CarloLucibello / GraphNeuralNetworks.jl

Graph Neural Networks in Julia
https://carlolucibello.github.io/GraphNeuralNetworks.jl/dev/
MIT License
215 stars 46 forks source link

Gradient of edge weights is nothing with fused e_mul_xj #113

Closed learning-chip closed 2 years ago

learning-chip commented 2 years ago

107 breaks Zygote autodiff. Zygote.gradient() returns nothing for the fused kernel, while returns correct gradient for the unfused one.
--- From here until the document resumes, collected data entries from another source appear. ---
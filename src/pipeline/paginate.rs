//! Pagination advisory: the gate in front of the pipeline.
//!
//! Oversized requests are never executed and never silently truncated.
//! The advisor partitions the requested range into consecutive chunks of
//! exactly `max_pages_per_request` pages (the last may be shorter) and
//! annotates each with an estimated image count, so the caller can resubmit
//! one compliant chunk at a time instead of blowing through a consumer's
//! context window. The chunks always cover the full requested range;
//! `max_suggested_ranges` is an opt-in truncation knob, off by default.
//!
//! The image estimate is advisory, not contractual: it uses the
//! images-per-page density observed on previously processed pages of the same
//! document when available, and a configured flat estimate otherwise.

use crate::config::ExtractorConfig;
use crate::output::{LimitKind, PaginationAdvisory, SuggestedRange};

/// Build the batch plan for a request that breached a limit.
///
/// `start`/`end` are the clamped, validated 1-based bounds of the original
/// request. `observed_density` is images-per-page from prior completed pages
/// of this document, if any exist.
pub fn build_plan(
    kind: LimitKind,
    start: u32,
    end: u32,
    total_pages: u32,
    total_images: Option<u32>,
    observed_density: Option<f64>,
    config: &ExtractorConfig,
) -> PaginationAdvisory {
    let density =
        observed_density.unwrap_or(config.flat_images_per_page_estimate as f64);

    let chunk = config.max_pages_per_request.max(1);
    let cap = match config.max_suggested_ranges {
        0 => usize::MAX,
        n => n,
    };
    let mut ranges = Vec::new();
    let mut cursor = start;
    while cursor <= end && ranges.len() < cap {
        let chunk_end = (cursor + chunk - 1).min(end);
        let page_count = chunk_end - cursor + 1;
        ranges.push(SuggestedRange {
            start_page: cursor,
            end_page: chunk_end,
            page_count,
            estimated_images: (density * page_count as f64).ceil() as u32,
        });
        cursor = chunk_end + 1;
    }

    PaginationAdvisory {
        error: kind,
        requested_pages: end - start + 1,
        limit: match kind {
            LimitKind::PageLimitExceeded => config.max_pages_per_request,
            LimitKind::ImageLimitExceeded => config.max_images_per_request,
        },
        total_pages,
        total_images,
        suggested_ranges: ranges,
    }
}

#[cfg(test)]
mod tests {
    use super::*;

    fn plan(start: u32, end: u32, config: &ExtractorConfig) -> PaginationAdvisory {
        build_plan(
            LimitKind::PageLimitExceeded,
            start,
            end,
            100,
            None,
            None,
            config,
        )
    }

    #[test]
    fn partitions_into_ceil_n_over_m_chunks() {
        let config = ExtractorConfig::default(); // max 10 per request
        let advisory = plan(1, 25, &config);
        // ceil(25 / 10) = 3
        assert_eq!(advisory.suggested_ranges.len(), 3);
        assert_eq!(advisory.requested_pages, 25);
        assert_eq!(advisory.limit, 10);
    }

    #[test]
    fn chunks_cover_the_range_without_gaps_or_overlaps() {
        let config = ExtractorConfig::default();
        let advisory = plan(5, 32, &config);
        let ranges = &advisory.suggested_ranges;

        assert_eq!(ranges[0].start_page, 5);
        assert_eq!(ranges.last().unwrap().end_page, 32);
        for pair in ranges.windows(2) {
            assert_eq!(pair[1].start_page, pair[0].end_page + 1);
        }
        for r in ranges {
            assert!(r.page_count <= config.max_pages_per_request);
            assert_eq!(r.page_count, r.end_page - r.start_page + 1);
        }
    }

    #[test]
    fn last_chunk_may_be_shorter() {
        let config = ExtractorConfig::default();
        let advisory = plan(1, 25, &config);
        assert_eq!(advisory.suggested_ranges[2].page_count, 5);
    }

    #[test]
    fn plan_covers_ranges_beyond_fifty_pages() {
        // 60 pages at 10 per chunk: all six chunks, ending at the range end.
        let config = ExtractorConfig::default();
        let advisory = plan(1, 60, &config);
        assert_eq!(advisory.suggested_ranges.len(), 6);
        assert_eq!(advisory.suggested_ranges.last().unwrap().end_page, 60);
    }

    #[test]
    fn opt_in_cap_truncates_the_plan() {
        let config = ExtractorConfig::builder()
            .max_suggested_ranges(5)
            .build()
            .unwrap();
        let advisory = plan(1, 100, &config);
        assert_eq!(advisory.suggested_ranges.len(), 5);
        assert_eq!(advisory.suggested_ranges.last().unwrap().end_page, 50);
    }

    #[test]
    fn flat_estimate_applies_without_prior_data() {
        let config = ExtractorConfig::default(); // flat estimate: 2/page
        let advisory = plan(1, 25, &config);
        assert_eq!(advisory.suggested_ranges[0].estimated_images, 20);
        assert_eq!(advisory.suggested_ranges[2].estimated_images, 10);
    }

    #[test]
    fn observed_density_overrides_flat_estimate() {
        let config = ExtractorConfig::default();
        let advisory = build_plan(
            LimitKind::ImageLimitExceeded,
            1,
            20,
            50,
            Some(80),
            Some(3.5),
            &config,
        );
        assert_eq!(advisory.suggested_ranges[0].estimated_images, 35);
        assert_eq!(advisory.total_images, Some(80));
        assert_eq!(advisory.limit, config.max_images_per_request);
    }

    #[test]
    fn estimates_are_present_and_non_negative() {
        // The estimate is advisory; the only contract is that it exists.
        let config = ExtractorConfig::builder()
            .flat_images_per_page_estimate(0)
            .build()
            .unwrap();
        let advisory = plan(1, 30, &config);
        assert!(advisory
            .suggested_ranges
            .iter()
            .all(|r| r.estimated_images == 0));
    }
}
//! Block assembly: interleave text, tables, and surviving images into one
//! reading-order sequence per page.
//!
//! ## Ordering model
//!
//! Reading order is purely geometric: items are sorted by the top of their
//! bounding box, and items whose tops fall within a small tolerance band are
//! treated as one "line group" ordered left-to-right. No semantic reordering
//! by block type ever happens — a figure between two paragraphs stays between
//! them. Ties inside a group fall back to the artifacts' original extraction
//! order (all sorts are stable), which keeps output deterministic and makes
//! repeated runs byte-identical.
//!
//! Adjacent text runs separated by less than a line's worth of vertical gap
//! are coalesced into a single block; without this, a justified paragraph
//! explodes into one block per extractor line.

use crate::backend::{TableRegion, TextSpan};
use crate::config::ExtractorConfig;
use crate::output::ContentBlock;
use crate::pipeline::imaging::ProcessedImage;
use crate::pipeline::tables;
use once_cell::sync::Lazy;
use regex::Regex;

/// Page-number furniture like `- 2 -` or `-10-`; noise for an LLM reader.
static RE_PAGE_FURNITURE: Lazy<Regex> = Lazy::new(|| Regex::new(r"^-\s*\d+\s*-$").unwrap());

enum Payload {
    Text(String),
    Table(String),
    Image {
        content: String,
        width: u32,
        height: u32,
    },
}

struct Item {
    top: f64,
    left: f64,
    bottom: f64,
    payload: Payload,
}

/// Merge the three artifact kinds into one ordered block sequence.
pub fn assemble(
    spans: &[TextSpan],
    table_regions: &[TableRegion],
    images: Vec<ProcessedImage>,
    config: &ExtractorConfig,
) -> Vec<ContentBlock> {
    let mut items: Vec<Item> = Vec::with_capacity(spans.len() + table_regions.len() + images.len());

    for span in spans {
        let text = span.text.trim();
        if text.is_empty() || RE_PAGE_FURNITURE.is_match(text) {
            continue;
        }
        items.push(Item {
            top: span.bbox.top,
            left: span.bbox.x0,
            bottom: span.bbox.bottom,
            payload: Payload::Text(text.to_string()),
        });
    }

    for table in table_regions {
        if let Some(markdown) = tables::to_markdown(table) {
            items.push(Item {
                top: table.bbox.top,
                left: table.bbox.x0,
                bottom: table.bbox.bottom,
                payload: Payload::Table(markdown),
            });
        }
    }

    for img in images {
        items.push(Item {
            top: img.top,
            left: img.left,
            bottom: img.top, // images never participate in text coalescing
            payload: Payload::Image {
                content: img.content,
                width: img.width,
                height: img.height,
            },
        });
    }

    order_items(&mut items, config.line_tolerance);
    coalesce(items, config.text_merge_gap)
}

/// Sort top-to-bottom, then left-to-right within each line group.
///
/// Done as a stable sort by top followed by a left-to-right stable sort
/// inside each tolerance group, rather than one comparator — a "within
/// tolerance" comparator is not transitive and would make the order depend
/// on the sort algorithm's visit order.
fn order_items(items: &mut Vec<Item>, line_tolerance: f64) {
    items.sort_by(|a, b| a.top.total_cmp(&b.top));

    let mut start = 0;
    while start < items.len() {
        let group_top = items[start].top;
        let mut end = start + 1;
        while end < items.len() && items[end].top - group_top <= line_tolerance {
            end += 1;
        }
        items[start..end].sort_by(|a, b| a.left.total_cmp(&b.left));
        start = end;
    }
}

/// Fold the ordered items into blocks, merging adjacent text runs.
fn coalesce(items: Vec<Item>, text_merge_gap: f64) -> Vec<ContentBlock> {
    let mut blocks: Vec<ContentBlock> = Vec::with_capacity(items.len());
    let mut last_text_bottom: Option<f64> = None;

    for item in items {
        match item.payload {
            Payload::Text(text) => {
                let mergeable = matches!(blocks.last(), Some(ContentBlock::Text { .. }))
                    && last_text_bottom
                        .map(|b| item.top - b <= text_merge_gap)
                        .unwrap_or(false);
                if mergeable {
                    if let Some(ContentBlock::Text { content }) = blocks.last_mut() {
                        content.push('\n');
                        content.push_str(&text);
                    }
                } else {
                    blocks.push(ContentBlock::Text { content: text });
                }
                last_text_bottom = Some(item.bottom);
            }
            Payload::Table(content) => {
                blocks.push(ContentBlock::Table { content });
                last_text_bottom = None;
            }
            Payload::Image {
                content,
                width,
                height,
            } => {
                blocks.push(ContentBlock::Image {
                    content,
                    width,
                    height,
                });
                last_text_bottom = None;
            }
        }
    }

    blocks
}
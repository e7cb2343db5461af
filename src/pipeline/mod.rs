//! Pipeline stages for the decision/assembly layer.
//!
//! Each submodule implements exactly one stage; keeping stages separate makes
//! each independently testable and keeps every stage a pure function of its
//! inputs plus the configuration.
//!
//! ## Data Flow (per request)
//!
//! ```text
//! request ──▶ paginate ──▶ per page: corruption ──▶ mode ──┬▶ imaging + tables + assemble
//!             (gate)       (trust score)   (text | image)  └▶ page-raster passthrough
//! ```
//!
//! 1. [`paginate`]   — validate the range against the caps; oversized requests
//!    get a batch plan instead of execution
//! 2. [`corruption`] — score the trustworthiness of the page's extracted text
//! 3. [`mode`]       — the single point deciding block assembly vs. page image
//! 4. [`imaging`]    — exclusion predicates, downscaling, raster processing
//! 5. [`tables`]     — cell grids serialized to single markdown blocks
//! 6. [`assemble`]   — geometric reading-order merge of all artifact kinds

pub mod assemble;
pub mod corruption;
pub mod imaging;
pub mod mode;
pub mod paginate;
pub mod tables;
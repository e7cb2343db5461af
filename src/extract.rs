//! Request orchestration: gate, per-page pipeline, result assembly.
//!
//! ## Why spawn_blocking?
//!
//! Per-page work (corruption scanning, image decode/rescale, assembly) is
//! CPU-bound, and the backend's `artifacts`/`render_page` calls may block on
//! the parsing engine. `tokio::task::spawn_blocking` keeps that work off the
//! async worker threads; `buffer_unordered` bounds how many pages run at
//! once. Pages share no state, so the fan-out needs no coordination — results
//! are re-sorted by page number at the end for deterministic output.
//!
//! ## Failure containment
//!
//! Only input-class errors abort a request. A backend failure on one page is
//! converted into a maximal corruption signal for that page, which routes it
//! down the image-fallback path; every other page proceeds untouched.

use crate::backend::{BackendError, PageBackend};
use crate::config::ExtractorConfig;
use crate::error::ExtractError;
use crate::output::{ExtractOutput, LimitKind, PageResult};
use crate::pipeline::corruption::{self, CorruptionAssessment, Verdict};
use crate::pipeline::imaging::{self, ImageOptions};
use crate::pipeline::mode::{self, Resolution};
use crate::pipeline::{assemble, paginate};
use crate::request::{ExtractionMode, ExtractionRequest};
use futures::stream::{self, StreamExt};
use std::sync::atomic::{AtomicU64, Ordering};
use std::sync::Arc;
use tracing::{debug, info, warn};

/// The extraction pipeline bound to one document backend.
///
/// Requests are independent synchronous pipelines; the only state an
/// `Extractor` accumulates across them is the approximate image-density
/// observation feeding the pagination advisor's estimates, kept in relaxed
/// atomics since the advisor is allowed to be approximate.
pub struct Extractor {
    backend: Arc<dyn PageBackend>,
    config: ExtractorConfig,
    pages_observed: AtomicU64,
    images_observed: AtomicU64,
}

impl Extractor {
    pub fn new(backend: Arc<dyn PageBackend>, config: ExtractorConfig) -> Self {
        Self {
            backend,
            config,
            pages_observed: AtomicU64::new(0),
            images_observed: AtomicU64::new(0),
        }
    }

    pub fn config(&self) -> &ExtractorConfig {
        &self.config
    }

    /// Run one extraction request.
    ///
    /// # Errors
    /// Fatal only for input problems ([`ExtractError::FileNotFound`],
    /// [`ExtractError::InvalidPageRange`], ...) or a breached cap
    /// ([`ExtractError::LimitExceeded`], carrying the batch plan). Per-page
    /// failures degrade to the image-fallback path and never abort.
    pub async fn extract(&self, request: &ExtractionRequest) -> Result<ExtractOutput, ExtractError> {
        let request = request.clone().validated();
        info!(
            "extracting {:?} pages {}-{} mode {:?}",
            request.file_path,
            request.start_page,
            request
                .end_page
                .map(|e| e.to_string())
                .unwrap_or_else(|| "end".into()),
            request.extraction_mode
        );

        let total_pages = self
            .backend
            .page_count()
            .map_err(|e| ExtractError::from_backend(e, &request.file_path))?;

        let (start, end) = self.validated_range(&request, total_pages)?;
        self.gate(&request, start, end, total_pages)?;

        // ── Per-page fan-out ────────────────────────────────────────────
        let mut pages: Vec<PageResult> = stream::iter(start..=end)
            .map(|page| {
                let backend = Arc::clone(&self.backend);
                let config = self.config.clone();
                let request = request.clone();
                async move {
                    tokio::task::spawn_blocking(move || {
                        process_page(backend.as_ref(), page, &request, &config)
                    })
                    .await
                    .unwrap_or_else(|e| {
                        warn!("page {page} task panicked: {e}");
                        failed_page(page, 1.0)
                    })
                }
            })
            .buffer_unordered(self.config.concurrency)
            .collect()
            .await;

        pages.sort_by_key(|p| p.page_number);

        let total_images = pages
            .iter()
            .map(|p| {
                p.content_blocks.iter().filter(|b| b.is_image()).count()
                    + usize::from(p.page_image.is_some())
            })
            .sum();

        // Feed the advisor's density estimate for later oversized requests.
        self.pages_observed
            .fetch_add(pages.len() as u64, Ordering::Relaxed);
        self.images_observed
            .fetch_add(total_images as u64, Ordering::Relaxed);

        info!(
            "extracted {} pages, {} images from {:?}",
            pages.len(),
            total_images,
            request.file_path
        );

        Ok(ExtractOutput {
            file_path: request.file_path,
            total_pages_read: pages.len(),
            total_images,
            pages,
        })
    }

    /// Blocking wrapper around [`extract`](Self::extract); creates a
    /// temporary runtime internally.
    pub fn extract_sync(&self, request: &ExtractionRequest) -> Result<ExtractOutput, ExtractError> {
        tokio::runtime::Builder::new_current_thread()
            .enable_all()
            .build()
            .map_err(|e| ExtractError::Internal(format!("failed to create runtime: {e}")))?
            .block_on(self.extract(request))
    }

    /// Validate the request range against the document and clamp the end.
    ///
    /// An end page past the document is clamped, not rejected — a request for
    /// pages 10-19 of a 15-page document reads 10-15.
    fn validated_range(
        &self,
        request: &ExtractionRequest,
        total_pages: u32,
    ) -> Result<(u32, u32), ExtractError> {
        let start = request.start_page;
        let requested_end = request.end_page.unwrap_or(total_pages);

        if total_pages == 0 || start > total_pages || requested_end < start {
            return Err(ExtractError::InvalidPageRange {
                start_page: start,
                end_page: requested_end,
                total_pages,
            });
        }

        Ok((start, requested_end.min(total_pages)))
    }

    /// The pagination gate: page-count cap, then image-count cap.
    ///
    /// Runs before any heavy work; on a breach it builds the batch plan and
    /// returns without executing anything.
    fn gate(
        &self,
        request: &ExtractionRequest,
        start: u32,
        end: u32,
        total_pages: u32,
    ) -> Result<(), ExtractError> {
        let page_count = end - start + 1;

        if page_count > self.config.max_pages_per_request {
            let plan = paginate::build_plan(
                LimitKind::PageLimitExceeded,
                start,
                end,
                total_pages,
                None,
                self.observed_density(),
                &self.config,
            );
            return Err(ExtractError::LimitExceeded(Box::new(plan)));
        }

        // Cheap metadata pre-scan; a page the backend cannot count on is
        // treated as imageless here — the cap is a guardrail, not accounting.
        let mut range_images: u32 = 0;
        for page in start..=end {
            range_images += match self.backend.image_count(page) {
                Ok(n) => n,
                Err(BackendError::PageFailed { page, detail }) => {
                    debug!("image pre-scan failed for page {page}: {detail}");
                    0
                }
                Err(e) => return Err(ExtractError::from_backend(e, &request.file_path)),
            };
        }

        if range_images > self.config.max_images_per_request {
            let plan = paginate::build_plan(
                LimitKind::ImageLimitExceeded,
                start,
                end,
                total_pages,
                Some(range_images),
                self.observed_density(),
                &self.config,
            );
            return Err(ExtractError::LimitExceeded(Box::new(plan)));
        }

        Ok(())
    }

    /// Images-per-page density across everything this extractor has
    /// completed, if anything.
    fn observed_density(&self) -> Option<f64> {
        let pages = self.pages_observed.load(Ordering::Relaxed);
        if pages == 0 {
            return None;
        }
        let images = self.images_observed.load(Ordering::Relaxed);
        Some(images as f64 / pages as f64)
    }
}

// ── Per-page pipeline ────────────────────────────────────────────────────

/// Process a single page end to end. Never fails: backend trouble degrades
/// to the image-fallback shape for this page only.
fn process_page(
    backend: &dyn PageBackend,
    page: u32,
    request: &ExtractionRequest,
    config: &ExtractorConfig,
) -> PageResult {
    let opts = ImageOptions {
        filter_header_footer: request.filter_header_footer,
        crop_images: request.crop_images,
        max_image_dimension: request.max_image_dimension,
    };

    // image_only skips text extraction entirely — artifacts are never
    // fetched and corruption is never assessed.
    if request.extraction_mode == ExtractionMode::ImageOnly {
        let resolution = mode::resolve(request.extraction_mode, Verdict::Clean);
        debug_assert!(matches!(resolution, Resolution::PageImage { .. }));
        return page_image_result(backend, page, request, config, opts, false, None);
    }

    let (artifacts, assessment) = match backend.artifacts(page) {
        Ok(artifacts) => {
            let assessment = corruption::assess(&artifacts, config);
            (Some(artifacts), assessment)
        }
        Err(e) => {
            warn!("page {page}: extraction failed, falling back to image: {e}");
            (None, CorruptionAssessment::extraction_failed())
        }
    };

    debug!(
        "page {page}: corruption score {:.3} ({:?})",
        assessment.score, assessment.reasons
    );

    match mode::resolve(request.extraction_mode, assessment.verdict) {
        Resolution::Text { corrupted } => match artifacts {
            Some(artifacts) => {
                let images = imaging::filter_and_crop(
                    &artifacts.images,
                    artifacts.page_height,
                    opts,
                    config,
                );
                let blocks =
                    assemble::assemble(&artifacts.spans, &artifacts.tables, images, config);
                let mut result = PageResult::text(page, blocks);
                if corrupted {
                    // text_only on a distrusted page: extract anyway, record
                    // the score so the consumer can judge for itself.
                    result.corruption_score = Some(assessment.score);
                }
                result
            }
            // text_only with a failed backend: nothing to extract and no
            // fallback allowed, so the page is empty and marked corrupted.
            None => failed_page(page, assessment.score),
        },
        Resolution::PageImage { text_corrupted } => page_image_result(
            backend,
            page,
            request,
            config,
            opts,
            text_corrupted,
            text_corrupted.then_some(assessment.score),
        ),
    }
}

/// Render and process the full-page raster for the image path.
fn page_image_result(
    backend: &dyn PageBackend,
    page: u32,
    request: &ExtractionRequest,
    config: &ExtractorConfig,
    opts: ImageOptions,
    text_corrupted: bool,
    corruption_score: Option<f64>,
) -> PageResult {
    let raster = match backend.render_page(page, request.page_image_dpi) {
        Ok(r) => r,
        Err(e) => {
            warn!("page {page}: raster render failed: {e}");
            return PageResult {
                page_number: page,
                content_blocks: Vec::new(),
                text_corrupted: Some(true),
                corruption_score,
                page_image: None,
                page_image_width: None,
                page_image_height: None,
            };
        }
    };

    match imaging::process_page_raster(raster, opts, config) {
        Ok(img) => PageResult {
            page_number: page,
            content_blocks: Vec::new(),
            text_corrupted: text_corrupted.then_some(true),
            corruption_score,
            page_image: Some(img.content),
            page_image_width: Some(img.width),
            page_image_height: Some(img.height),
        },
        Err(e) => {
            warn!("page {page}: raster encode failed: {e}");
            PageResult {
                page_number: page,
                content_blocks: Vec::new(),
                text_corrupted: Some(true),
                corruption_score,
                page_image: None,
                page_image_width: None,
                page_image_height: None,
            }
        }
    }
}

/// The shape for a page that produced neither blocks nor a raster.
fn failed_page(page: u32, score: f64) -> PageResult {
    PageResult {
        page_number: page,
        content_blocks: Vec::new(),
        text_corrupted: Some(true),
        corruption_score: Some(score),
        page_image: None,
        page_image_width: None,
        page_image_height: None,
    }
}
This bug further breaks GNN training, with hard-to-understand error like MethodError: no method matching vec(::Nothing)

To reproduce

using GraphNeuralNetworks
using SparseArrays
import Random: seed!
using Zygote

n = 32
seed!(0)
A = sprand(n, n, 0.1)
b = rand(1, n)
g = GNNGraph(A)
A_val = reshape(A.nzval, 1, :)

"""SpMV followed by a scalar loss function"""
function forward_fused(g, b, A_val)
    out = propagate(
        e_mul_xj, g, +; xj=b, e=A_val
        )
    return sum(abs2, out)
end

function forward_unfused(g, b, A_val)
    out = propagate(
        (xi, xj, e) -> e .* xj, g, +; xj=b, e=A_val
        )
    return sum(abs2, out)
end

forward_fused(g, b, vec(A_val)) == forward_unfused(g, b, A_val)  # true, forward passes agree

grad_builtin = gradient(A -> sum(abs2, b * A), A)[1];  # turns a sparse CSC matrix containing gradient

grad_gnn1 = gradient(
    A_vals -> forward_unfused(g, b, A_vals), 
    A_val
)[1]

isequal(vec(grad_gnn1), grad_builtin.nzval)  # true, gradient agree with reference

# not flatten edge feature, so the “fused function” not actually invoking the fused kernel
grad_gnn2 = gradient(
    A_vals -> forward_fused(g, b, A_vals), 
    A_val
)[1]

isequal(vec(grad_gnn2), grad_builtin.nzval)   # true, gradient agree with reference

# passing flattened edge feature, activating fusion
grad_gnn3 = gradient(
    A_vals -> forward_fused(g, b, A_vals), 
    vec(A_val)
)[1]  # bug, turns nothing

Pacakge version

CarloLucibello commented 2 years ago

Unfortunately seems hard to support gradient with respect to edge_weights when doing fused operations.
I don't know how to make the construction of a matrix out of a vector differentiable.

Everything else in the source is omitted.